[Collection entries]
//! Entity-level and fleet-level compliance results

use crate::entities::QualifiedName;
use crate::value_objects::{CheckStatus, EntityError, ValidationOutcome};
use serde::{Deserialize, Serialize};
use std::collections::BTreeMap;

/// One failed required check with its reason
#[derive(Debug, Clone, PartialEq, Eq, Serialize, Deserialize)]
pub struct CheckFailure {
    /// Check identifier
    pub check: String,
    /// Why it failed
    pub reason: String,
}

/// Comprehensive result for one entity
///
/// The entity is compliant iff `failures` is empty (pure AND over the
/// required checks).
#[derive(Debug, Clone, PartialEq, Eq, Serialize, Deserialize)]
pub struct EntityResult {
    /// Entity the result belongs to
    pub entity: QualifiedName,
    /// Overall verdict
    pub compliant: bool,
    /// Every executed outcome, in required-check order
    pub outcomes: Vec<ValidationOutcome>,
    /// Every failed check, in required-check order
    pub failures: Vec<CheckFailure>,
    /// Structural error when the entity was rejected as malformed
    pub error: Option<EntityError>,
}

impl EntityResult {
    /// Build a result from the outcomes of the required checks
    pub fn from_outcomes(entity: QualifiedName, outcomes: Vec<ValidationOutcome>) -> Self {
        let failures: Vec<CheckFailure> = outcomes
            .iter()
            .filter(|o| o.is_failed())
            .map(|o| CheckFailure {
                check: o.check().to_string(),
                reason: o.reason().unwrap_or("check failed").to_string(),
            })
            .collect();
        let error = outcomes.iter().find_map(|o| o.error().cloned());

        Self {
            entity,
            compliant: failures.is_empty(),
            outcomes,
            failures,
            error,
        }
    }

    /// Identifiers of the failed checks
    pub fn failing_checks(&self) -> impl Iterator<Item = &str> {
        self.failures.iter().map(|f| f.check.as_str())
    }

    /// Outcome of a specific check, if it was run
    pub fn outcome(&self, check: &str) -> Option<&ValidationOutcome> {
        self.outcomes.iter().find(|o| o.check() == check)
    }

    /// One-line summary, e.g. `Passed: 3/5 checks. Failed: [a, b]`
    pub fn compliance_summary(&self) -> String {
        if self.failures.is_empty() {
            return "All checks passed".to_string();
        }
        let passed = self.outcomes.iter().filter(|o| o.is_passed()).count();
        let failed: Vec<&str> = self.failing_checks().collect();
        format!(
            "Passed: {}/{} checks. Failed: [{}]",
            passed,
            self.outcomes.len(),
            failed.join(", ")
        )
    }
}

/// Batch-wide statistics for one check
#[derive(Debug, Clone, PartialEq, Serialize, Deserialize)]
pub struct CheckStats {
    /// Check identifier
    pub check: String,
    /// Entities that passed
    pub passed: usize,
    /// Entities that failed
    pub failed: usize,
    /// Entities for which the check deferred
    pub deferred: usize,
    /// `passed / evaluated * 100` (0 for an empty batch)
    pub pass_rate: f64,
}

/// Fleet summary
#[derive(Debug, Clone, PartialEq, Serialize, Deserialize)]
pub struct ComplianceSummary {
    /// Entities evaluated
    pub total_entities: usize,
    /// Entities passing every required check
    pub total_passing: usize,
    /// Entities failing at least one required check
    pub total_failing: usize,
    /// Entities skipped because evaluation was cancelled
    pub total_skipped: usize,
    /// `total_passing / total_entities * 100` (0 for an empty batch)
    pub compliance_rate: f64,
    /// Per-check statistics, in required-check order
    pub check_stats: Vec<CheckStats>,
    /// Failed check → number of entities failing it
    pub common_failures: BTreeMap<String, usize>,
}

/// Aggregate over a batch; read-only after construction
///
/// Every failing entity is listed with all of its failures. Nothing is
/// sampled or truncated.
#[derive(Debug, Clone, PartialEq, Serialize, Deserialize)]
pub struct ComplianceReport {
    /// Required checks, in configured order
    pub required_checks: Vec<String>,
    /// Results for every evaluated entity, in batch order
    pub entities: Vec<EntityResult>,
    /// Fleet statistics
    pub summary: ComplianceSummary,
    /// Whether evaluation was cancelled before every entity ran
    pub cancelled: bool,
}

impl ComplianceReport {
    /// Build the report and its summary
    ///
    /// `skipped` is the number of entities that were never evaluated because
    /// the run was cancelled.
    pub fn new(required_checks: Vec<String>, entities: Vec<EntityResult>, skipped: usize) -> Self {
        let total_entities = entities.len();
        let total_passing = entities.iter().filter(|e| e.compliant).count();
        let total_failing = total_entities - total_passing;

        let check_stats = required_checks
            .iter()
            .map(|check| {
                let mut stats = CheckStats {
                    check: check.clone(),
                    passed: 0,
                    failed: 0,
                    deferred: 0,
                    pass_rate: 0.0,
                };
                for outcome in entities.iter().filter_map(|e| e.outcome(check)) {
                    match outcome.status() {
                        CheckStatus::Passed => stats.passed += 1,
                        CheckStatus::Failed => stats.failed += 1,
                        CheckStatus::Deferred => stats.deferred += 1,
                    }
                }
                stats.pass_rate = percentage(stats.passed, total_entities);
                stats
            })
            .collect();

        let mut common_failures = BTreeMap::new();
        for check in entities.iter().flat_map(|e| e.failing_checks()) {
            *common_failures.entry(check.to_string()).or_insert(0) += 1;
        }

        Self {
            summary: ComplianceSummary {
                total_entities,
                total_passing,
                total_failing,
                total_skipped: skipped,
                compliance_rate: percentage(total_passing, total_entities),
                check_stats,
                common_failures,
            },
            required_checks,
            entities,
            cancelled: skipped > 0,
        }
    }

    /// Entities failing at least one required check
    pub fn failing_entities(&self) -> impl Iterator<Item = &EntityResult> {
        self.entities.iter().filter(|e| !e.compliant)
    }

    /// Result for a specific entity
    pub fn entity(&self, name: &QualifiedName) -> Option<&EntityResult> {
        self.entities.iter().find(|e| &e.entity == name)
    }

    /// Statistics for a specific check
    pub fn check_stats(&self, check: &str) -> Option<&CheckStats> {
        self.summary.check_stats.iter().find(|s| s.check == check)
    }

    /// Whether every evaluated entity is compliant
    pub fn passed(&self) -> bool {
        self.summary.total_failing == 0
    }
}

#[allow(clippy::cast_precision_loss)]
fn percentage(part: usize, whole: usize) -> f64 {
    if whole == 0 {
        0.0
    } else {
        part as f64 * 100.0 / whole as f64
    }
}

* * *

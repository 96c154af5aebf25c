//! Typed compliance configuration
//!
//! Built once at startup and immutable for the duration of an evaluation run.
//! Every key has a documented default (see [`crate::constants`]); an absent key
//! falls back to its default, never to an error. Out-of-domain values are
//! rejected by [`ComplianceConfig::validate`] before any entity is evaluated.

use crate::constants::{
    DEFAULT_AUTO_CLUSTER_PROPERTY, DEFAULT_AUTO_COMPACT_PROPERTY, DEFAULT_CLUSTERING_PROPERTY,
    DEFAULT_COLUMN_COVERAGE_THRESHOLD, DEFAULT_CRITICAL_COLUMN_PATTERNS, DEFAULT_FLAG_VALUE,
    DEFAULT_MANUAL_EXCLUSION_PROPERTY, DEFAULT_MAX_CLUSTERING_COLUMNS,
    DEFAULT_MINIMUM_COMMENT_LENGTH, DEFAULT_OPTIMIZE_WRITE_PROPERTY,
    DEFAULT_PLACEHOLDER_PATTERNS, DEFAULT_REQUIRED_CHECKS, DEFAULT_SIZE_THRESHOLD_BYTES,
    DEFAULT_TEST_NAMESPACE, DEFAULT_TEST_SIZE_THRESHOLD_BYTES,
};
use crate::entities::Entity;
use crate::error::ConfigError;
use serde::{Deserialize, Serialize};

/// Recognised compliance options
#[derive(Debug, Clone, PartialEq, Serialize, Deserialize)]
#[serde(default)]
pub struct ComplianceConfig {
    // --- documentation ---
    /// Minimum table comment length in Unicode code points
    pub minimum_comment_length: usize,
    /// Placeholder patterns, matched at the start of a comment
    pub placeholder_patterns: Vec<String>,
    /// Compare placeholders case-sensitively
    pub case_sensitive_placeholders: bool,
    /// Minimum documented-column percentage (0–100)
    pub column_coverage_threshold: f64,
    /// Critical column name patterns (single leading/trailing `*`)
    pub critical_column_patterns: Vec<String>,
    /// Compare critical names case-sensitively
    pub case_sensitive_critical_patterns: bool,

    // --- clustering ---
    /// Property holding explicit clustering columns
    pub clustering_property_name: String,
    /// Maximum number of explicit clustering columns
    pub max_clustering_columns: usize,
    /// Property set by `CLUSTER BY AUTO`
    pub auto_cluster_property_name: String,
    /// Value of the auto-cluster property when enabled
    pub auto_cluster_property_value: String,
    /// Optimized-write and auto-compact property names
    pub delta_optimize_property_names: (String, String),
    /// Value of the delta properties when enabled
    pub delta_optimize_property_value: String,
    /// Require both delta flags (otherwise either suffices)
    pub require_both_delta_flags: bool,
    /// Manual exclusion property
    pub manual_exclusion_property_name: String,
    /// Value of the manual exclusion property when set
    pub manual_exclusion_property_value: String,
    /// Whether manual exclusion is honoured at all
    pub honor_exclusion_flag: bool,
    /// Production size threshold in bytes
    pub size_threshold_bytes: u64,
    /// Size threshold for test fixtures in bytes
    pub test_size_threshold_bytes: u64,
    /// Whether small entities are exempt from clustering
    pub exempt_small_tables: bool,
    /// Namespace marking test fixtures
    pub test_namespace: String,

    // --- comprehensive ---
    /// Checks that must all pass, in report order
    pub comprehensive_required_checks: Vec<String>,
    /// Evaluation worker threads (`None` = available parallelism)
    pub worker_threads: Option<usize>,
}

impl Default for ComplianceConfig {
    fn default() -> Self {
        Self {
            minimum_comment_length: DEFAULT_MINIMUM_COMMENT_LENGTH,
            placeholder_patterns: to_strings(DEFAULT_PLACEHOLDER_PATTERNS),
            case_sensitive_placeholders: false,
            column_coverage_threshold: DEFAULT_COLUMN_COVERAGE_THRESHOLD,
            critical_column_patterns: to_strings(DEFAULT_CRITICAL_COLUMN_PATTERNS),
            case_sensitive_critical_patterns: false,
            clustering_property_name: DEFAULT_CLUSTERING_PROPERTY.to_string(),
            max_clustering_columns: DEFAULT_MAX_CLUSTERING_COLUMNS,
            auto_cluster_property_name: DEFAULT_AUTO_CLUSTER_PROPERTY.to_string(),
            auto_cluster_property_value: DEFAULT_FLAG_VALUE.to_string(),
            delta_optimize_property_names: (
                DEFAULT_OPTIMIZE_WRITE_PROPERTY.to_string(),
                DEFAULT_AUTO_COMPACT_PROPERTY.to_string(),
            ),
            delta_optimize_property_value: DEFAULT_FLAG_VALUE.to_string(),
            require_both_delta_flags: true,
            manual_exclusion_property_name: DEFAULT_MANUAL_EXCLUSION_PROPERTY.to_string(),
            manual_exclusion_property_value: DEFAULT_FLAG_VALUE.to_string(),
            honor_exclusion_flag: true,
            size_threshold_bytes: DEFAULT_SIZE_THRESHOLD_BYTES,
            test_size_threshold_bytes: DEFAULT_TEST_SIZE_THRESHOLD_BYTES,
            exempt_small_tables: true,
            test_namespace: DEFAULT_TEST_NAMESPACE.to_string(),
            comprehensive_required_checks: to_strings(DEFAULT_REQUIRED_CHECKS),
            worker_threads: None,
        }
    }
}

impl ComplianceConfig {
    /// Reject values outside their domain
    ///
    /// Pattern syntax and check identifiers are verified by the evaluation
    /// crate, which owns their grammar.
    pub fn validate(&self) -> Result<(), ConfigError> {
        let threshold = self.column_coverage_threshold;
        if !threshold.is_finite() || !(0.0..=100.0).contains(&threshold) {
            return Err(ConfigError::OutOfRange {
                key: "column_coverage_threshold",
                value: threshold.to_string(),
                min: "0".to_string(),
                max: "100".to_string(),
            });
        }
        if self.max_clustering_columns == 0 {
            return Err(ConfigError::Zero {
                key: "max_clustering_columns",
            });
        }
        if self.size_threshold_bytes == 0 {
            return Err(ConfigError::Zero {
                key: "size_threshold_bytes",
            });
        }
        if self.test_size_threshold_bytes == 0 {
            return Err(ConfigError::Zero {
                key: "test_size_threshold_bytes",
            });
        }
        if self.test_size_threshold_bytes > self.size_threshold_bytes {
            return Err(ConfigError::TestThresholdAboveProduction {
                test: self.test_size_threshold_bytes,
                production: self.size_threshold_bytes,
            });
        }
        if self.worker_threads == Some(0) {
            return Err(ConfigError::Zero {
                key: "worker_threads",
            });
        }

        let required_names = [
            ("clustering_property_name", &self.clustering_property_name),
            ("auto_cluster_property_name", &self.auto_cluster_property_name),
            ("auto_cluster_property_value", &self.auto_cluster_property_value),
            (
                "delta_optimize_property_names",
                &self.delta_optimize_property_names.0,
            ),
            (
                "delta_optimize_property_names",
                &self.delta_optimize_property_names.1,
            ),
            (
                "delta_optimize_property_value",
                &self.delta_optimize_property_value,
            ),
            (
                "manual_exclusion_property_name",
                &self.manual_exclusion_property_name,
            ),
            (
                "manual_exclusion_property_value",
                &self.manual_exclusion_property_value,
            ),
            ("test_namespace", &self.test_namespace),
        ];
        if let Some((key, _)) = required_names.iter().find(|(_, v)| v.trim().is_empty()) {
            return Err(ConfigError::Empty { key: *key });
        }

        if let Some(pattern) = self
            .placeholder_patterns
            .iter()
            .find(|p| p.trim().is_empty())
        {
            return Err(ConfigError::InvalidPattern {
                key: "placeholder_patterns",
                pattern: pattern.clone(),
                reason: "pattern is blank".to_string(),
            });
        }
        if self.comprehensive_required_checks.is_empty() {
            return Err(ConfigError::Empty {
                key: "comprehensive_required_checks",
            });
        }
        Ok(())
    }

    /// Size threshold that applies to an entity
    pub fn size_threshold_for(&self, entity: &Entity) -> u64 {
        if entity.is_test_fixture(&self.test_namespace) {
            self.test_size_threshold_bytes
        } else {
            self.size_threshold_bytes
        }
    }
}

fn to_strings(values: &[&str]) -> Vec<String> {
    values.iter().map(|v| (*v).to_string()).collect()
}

* * *

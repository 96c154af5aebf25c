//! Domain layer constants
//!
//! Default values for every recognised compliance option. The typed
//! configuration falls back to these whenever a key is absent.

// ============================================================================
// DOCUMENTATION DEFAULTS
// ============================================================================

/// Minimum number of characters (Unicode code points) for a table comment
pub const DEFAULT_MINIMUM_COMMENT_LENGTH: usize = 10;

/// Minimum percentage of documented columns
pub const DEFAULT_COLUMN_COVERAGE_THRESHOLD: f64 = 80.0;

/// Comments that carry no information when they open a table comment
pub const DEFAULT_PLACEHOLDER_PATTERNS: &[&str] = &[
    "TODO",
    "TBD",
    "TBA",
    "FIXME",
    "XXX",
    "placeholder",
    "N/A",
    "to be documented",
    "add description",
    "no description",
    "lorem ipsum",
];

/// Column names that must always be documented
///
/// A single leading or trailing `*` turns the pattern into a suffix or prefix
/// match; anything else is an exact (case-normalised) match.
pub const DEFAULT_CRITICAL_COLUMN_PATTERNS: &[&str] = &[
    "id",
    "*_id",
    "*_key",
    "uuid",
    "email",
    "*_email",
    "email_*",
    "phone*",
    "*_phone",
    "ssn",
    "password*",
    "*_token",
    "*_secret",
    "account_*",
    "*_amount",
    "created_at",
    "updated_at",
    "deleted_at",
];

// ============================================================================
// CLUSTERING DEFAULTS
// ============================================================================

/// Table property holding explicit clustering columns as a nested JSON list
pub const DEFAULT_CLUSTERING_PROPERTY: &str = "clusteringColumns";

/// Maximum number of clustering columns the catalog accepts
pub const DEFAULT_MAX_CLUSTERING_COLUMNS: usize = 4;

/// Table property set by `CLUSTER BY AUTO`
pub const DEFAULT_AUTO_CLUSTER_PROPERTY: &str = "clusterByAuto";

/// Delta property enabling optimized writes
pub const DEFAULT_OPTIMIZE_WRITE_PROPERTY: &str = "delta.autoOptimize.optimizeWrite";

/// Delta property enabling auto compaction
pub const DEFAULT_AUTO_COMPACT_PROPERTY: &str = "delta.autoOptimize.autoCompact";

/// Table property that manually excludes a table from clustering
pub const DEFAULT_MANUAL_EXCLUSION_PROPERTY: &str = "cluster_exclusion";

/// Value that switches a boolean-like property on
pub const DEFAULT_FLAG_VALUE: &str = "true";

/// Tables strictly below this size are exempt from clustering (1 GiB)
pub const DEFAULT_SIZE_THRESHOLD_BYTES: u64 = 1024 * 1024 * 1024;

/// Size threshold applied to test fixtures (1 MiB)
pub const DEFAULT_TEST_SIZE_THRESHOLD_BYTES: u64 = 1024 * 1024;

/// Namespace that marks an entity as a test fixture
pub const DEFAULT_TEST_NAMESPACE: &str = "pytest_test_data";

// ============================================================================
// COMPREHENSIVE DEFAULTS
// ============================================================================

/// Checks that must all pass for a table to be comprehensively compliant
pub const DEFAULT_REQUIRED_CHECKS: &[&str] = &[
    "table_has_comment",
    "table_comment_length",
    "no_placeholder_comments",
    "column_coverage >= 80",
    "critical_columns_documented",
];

▸ PROBLEM:
Wherever the line holding "pub fn entity(&self, name: &QualifiedName)" falls in the entries above, copy exactly from it through the line holding "fn percentage(part: usize, whole: usize)", inclusive, and add nothing.

▸ WRITTEN RESPONSE:
    pub fn entity(&self, name: &QualifiedName) -> Option<&EntityResult> {
        self.entities.iter().find(|e| &e.entity == name)
    }

    /// Statistics for a specific check
    pub fn check_stats(&self, check: &str) -> Option<&CheckStats> {
        self.summary.check_stats.iter().find(|s| s.check == check)
    }

    /// Whether every evaluated entity is compliant
    pub fn passed(&self) -> bool {
        self.summary.total_failing == 0
    }
}

#[allow(clippy::cast_precision_loss)]
fn percentage(part: usize, whole: usize) -> f64 {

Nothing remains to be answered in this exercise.